▸ TO DO
Everything from the line that holds "pub fn bad_request(violations: &[String])" through the end of the data below should be output exactly, both ends included.

▸ DATA SHOWN
::::::::::
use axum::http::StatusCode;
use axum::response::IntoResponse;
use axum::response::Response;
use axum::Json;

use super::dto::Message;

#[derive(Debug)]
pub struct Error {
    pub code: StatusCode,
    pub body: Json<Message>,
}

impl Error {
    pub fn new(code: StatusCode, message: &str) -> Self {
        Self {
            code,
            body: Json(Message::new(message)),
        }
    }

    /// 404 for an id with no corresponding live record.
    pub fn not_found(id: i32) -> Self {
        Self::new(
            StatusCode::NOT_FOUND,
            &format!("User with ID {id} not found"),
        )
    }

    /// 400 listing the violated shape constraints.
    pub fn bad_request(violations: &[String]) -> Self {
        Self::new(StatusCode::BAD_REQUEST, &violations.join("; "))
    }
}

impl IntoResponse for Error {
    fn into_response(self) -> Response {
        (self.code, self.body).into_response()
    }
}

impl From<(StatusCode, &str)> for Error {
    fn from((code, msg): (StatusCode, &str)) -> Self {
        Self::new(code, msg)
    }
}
::::::::::
▸ EXPECTED ANSWER
    pub fn bad_request(violations: &[String]) -> Self {
        Self::new(StatusCode::BAD_REQUEST, &violations.join("; "))
    }
}

impl IntoResponse for Error {
    fn into_response(self) -> Response {
        (self.code, self.body).into_response()
    }
}

impl From<(StatusCode, &str)> for Error {
    fn from((code, msg): (StatusCode, &str)) -> Self {
        Self::new(code, msg)
    }
}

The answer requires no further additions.